Important analytic pragmatists include early Richard Rorty (who was the first to develop neopragmatist philosophy in his Philosophy and the Mirror of Nature (1979),[39] Hilary Putnam, W. V. O. Quine, and Donald Davidson. Brazilian social thinker Roberto Unger advocates for a radical pragmatism, one that "de-naturalizes" society and culture, and thus insists that we can "transform the character of our relation to social and cultural worlds we inhabit rather than just to change, little by little, the content of the arrangements and beliefs that comprise them".[40] Late Rorty and Jürgen Habermas are closer to Continental thought.

Neopragmatist thinkers who are more loyal to classical pragmatism include Sidney Hook and Susan Haack (known for the theory of foundherentism). Many pragmatist ideas (especially those of Peirce) find a natural expression in the decision-theoretic reconstruction of epistemology pursued in the work of Isaac Levi. Nicholas Rescher advocated his version of methodological pragmatism, based on construing pragmatic efficacy not as a replacement for truths but as a means to its evidentiation.[41] Rescher was also a proponent of pragmatic idealism.

Not all pragmatists are easily characterized. With the advent of postanalytic philosophy and the diversification of Anglo-American philosophy, many philosophers were influenced by pragmatist thought without necessarily publicly committing themselves to that philosophical school. Daniel Dennett, a student of Quine's, falls into this category, as does Stephen Toulmin, who arrived at his philosophical position via Wittgenstein, whom he calls "a pragmatist of a sophisticated kind".[42] Another example is Mark Johnson whose embodied philosophy[43] shares its psychologism, direct realism and anti-cartesianism with pragmatism. Conceptual pragmatism is a theory of knowledge originating with the work of the philosopher and logician Clarence Irving Lewis. The epistemology of conceptual pragmatism was first formulated in the 1929 book Mind and the World Order: Outline of a Theory of Knowledge.

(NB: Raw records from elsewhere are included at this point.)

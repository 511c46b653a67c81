//! Common types for the WhisperChain EVM toolkit.
//!
//! This crate defines the data types shared by the account, client and minter
//! crates so that every layer agrees on how hashes, receipts, secrets and NFT
//! metadata are represented.

/// NFT metadata records in the marketplace JSON layout.
pub mod metadata;
/// Secret wrapper for signer keys.
pub mod secret_string;
/// Transaction hashes and receipts returned by the node.
pub mod transaction;
/// Utility functions for unit conversion and hex formatting.
pub mod utils;

pub use metadata::{Attribute, NftMetadata};
pub use secret_string::SecretString;
pub use transaction::{TransactionHash, TransactionHashError, TransactionReceipt};
pub use utils::{
	format_ether, format_units_trimmed, parse_ether, parse_units_exact, with_0x_prefix,
	without_0x_prefix, AmountError, ETHER_DECIMALS,
};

French pragmatism is attended with theorists such as Michel Callon, Bruno Latour, Michel Crozier, Luc Boltanski, and Laurent Thévenot. It often is seen as opposed to structural problems connected to the French critical theory of Pierre Bourdieu. French pragmatism has more recently made inroads into American sociology and anthropology as well.[44][45][46]

Philosophers John R. Shook and Tibor Solymosi said that "each new generation rediscovers and reinvents its own versions of pragmatism by applying the best available practical and scientific methods to philosophical problems of contemporary concern".[47]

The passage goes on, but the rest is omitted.